WHAT TO DO: Instruction for the data below: set down exactly the lines from the line with "definitions using clap." to the line with "#[command(author, version, about, long_about", inclusive, and no others.

==== DATA SUPPLIED

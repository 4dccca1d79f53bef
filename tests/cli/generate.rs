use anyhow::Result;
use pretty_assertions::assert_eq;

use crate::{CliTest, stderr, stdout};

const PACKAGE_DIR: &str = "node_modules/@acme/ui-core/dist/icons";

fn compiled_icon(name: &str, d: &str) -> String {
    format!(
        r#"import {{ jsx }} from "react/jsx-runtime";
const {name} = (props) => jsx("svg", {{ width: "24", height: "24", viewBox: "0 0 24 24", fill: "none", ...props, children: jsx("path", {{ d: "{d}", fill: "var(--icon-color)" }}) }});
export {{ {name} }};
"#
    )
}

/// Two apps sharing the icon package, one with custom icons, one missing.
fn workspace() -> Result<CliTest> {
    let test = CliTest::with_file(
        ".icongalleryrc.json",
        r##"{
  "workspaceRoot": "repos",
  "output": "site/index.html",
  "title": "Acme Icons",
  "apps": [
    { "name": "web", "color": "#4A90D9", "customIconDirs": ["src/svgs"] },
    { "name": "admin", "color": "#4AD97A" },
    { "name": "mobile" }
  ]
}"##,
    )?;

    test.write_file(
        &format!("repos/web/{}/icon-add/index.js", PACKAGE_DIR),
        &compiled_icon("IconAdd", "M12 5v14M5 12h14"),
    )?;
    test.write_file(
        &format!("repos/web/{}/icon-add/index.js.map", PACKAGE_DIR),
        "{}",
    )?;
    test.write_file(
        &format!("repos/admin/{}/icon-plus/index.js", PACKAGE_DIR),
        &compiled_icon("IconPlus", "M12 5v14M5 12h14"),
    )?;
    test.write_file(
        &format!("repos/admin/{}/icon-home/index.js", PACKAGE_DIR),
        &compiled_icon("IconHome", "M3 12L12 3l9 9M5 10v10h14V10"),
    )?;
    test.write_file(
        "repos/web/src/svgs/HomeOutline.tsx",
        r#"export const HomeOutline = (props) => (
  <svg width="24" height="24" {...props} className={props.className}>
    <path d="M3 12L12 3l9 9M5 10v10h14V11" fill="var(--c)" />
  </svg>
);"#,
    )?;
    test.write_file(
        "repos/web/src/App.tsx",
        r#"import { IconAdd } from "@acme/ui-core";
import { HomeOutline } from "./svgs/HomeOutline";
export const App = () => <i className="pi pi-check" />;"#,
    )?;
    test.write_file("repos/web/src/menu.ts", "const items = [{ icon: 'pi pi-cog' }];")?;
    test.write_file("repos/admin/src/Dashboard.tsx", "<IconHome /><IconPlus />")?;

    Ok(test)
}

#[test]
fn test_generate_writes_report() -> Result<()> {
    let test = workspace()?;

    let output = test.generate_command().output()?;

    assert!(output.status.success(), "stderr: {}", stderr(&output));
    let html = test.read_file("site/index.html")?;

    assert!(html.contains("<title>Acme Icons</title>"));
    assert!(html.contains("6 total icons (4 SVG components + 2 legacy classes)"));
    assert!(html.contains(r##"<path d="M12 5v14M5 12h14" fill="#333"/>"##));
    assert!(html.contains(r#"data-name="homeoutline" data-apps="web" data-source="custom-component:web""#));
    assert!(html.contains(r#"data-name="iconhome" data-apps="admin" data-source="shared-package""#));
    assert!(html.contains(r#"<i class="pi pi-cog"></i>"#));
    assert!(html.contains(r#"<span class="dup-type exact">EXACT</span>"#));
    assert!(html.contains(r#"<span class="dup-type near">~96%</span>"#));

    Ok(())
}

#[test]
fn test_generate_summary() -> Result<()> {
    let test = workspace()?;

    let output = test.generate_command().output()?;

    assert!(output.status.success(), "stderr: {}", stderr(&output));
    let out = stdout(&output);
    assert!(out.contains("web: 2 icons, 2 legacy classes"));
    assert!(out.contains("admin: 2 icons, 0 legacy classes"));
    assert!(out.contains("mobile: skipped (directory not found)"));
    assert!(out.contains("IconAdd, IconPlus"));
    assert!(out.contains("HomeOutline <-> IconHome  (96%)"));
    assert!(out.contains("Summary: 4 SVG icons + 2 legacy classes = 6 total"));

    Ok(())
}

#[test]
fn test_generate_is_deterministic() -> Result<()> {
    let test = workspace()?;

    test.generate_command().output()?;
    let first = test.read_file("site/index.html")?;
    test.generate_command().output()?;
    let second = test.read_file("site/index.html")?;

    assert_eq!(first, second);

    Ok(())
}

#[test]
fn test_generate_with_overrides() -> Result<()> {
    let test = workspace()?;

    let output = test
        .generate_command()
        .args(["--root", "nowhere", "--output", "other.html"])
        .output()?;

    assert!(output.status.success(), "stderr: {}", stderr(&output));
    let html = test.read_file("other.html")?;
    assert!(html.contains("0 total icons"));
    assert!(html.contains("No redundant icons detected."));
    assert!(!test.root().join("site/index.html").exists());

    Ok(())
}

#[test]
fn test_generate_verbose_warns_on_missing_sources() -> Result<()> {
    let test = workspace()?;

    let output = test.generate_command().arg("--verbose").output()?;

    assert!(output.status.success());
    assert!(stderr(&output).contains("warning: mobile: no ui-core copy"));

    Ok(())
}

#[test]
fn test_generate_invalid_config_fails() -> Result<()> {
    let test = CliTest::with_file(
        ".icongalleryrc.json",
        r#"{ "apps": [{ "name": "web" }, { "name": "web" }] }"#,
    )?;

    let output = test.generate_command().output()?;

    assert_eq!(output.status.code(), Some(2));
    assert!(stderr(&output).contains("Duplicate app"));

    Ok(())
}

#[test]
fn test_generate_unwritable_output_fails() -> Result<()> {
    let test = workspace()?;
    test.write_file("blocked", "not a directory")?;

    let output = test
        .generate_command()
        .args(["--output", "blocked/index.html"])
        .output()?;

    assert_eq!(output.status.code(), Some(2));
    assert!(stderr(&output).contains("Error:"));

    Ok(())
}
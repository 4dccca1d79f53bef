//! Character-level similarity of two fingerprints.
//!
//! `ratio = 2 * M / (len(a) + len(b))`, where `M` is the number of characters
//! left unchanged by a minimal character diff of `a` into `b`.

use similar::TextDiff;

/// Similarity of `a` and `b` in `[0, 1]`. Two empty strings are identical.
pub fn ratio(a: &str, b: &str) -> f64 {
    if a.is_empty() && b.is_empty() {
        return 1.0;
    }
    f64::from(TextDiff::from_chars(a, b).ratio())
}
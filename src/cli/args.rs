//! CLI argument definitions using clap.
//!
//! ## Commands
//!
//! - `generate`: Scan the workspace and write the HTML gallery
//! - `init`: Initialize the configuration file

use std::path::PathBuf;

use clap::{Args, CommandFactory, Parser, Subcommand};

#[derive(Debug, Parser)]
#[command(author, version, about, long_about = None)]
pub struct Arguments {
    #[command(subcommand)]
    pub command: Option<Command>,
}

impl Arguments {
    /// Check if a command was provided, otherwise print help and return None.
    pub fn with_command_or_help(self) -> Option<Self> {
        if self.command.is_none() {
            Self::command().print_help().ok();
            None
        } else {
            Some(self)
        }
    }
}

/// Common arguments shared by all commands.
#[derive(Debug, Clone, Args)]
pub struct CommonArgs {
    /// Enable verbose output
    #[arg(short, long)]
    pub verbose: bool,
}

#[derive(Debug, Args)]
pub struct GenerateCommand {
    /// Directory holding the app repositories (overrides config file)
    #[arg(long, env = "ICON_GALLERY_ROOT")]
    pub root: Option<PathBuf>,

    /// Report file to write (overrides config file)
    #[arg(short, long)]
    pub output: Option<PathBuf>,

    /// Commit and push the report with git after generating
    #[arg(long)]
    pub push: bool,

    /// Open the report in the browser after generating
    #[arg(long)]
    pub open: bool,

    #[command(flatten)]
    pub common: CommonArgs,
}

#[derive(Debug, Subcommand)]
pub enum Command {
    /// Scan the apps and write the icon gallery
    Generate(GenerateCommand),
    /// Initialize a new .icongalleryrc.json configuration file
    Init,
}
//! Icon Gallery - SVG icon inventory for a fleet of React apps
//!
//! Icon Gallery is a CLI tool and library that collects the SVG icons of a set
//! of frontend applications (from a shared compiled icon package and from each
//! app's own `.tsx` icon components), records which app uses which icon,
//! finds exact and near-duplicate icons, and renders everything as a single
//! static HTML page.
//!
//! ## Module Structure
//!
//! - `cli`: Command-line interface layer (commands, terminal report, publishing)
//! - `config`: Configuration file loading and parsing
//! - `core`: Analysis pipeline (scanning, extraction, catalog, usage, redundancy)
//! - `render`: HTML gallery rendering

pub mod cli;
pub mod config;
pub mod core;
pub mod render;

========

RESPONSE AREA:
//! CLI argument definitions using clap.
//!
//! ## Commands
//!
//! - `generate`: Scan the workspace and write the HTML gallery
//! - `init`: Initialize the configuration file

use std::path::PathBuf;

use clap::{Args, CommandFactory, Parser, Subcommand};

#[derive(Debug, Parser)]
#[command(author, version, about, long_about = None)]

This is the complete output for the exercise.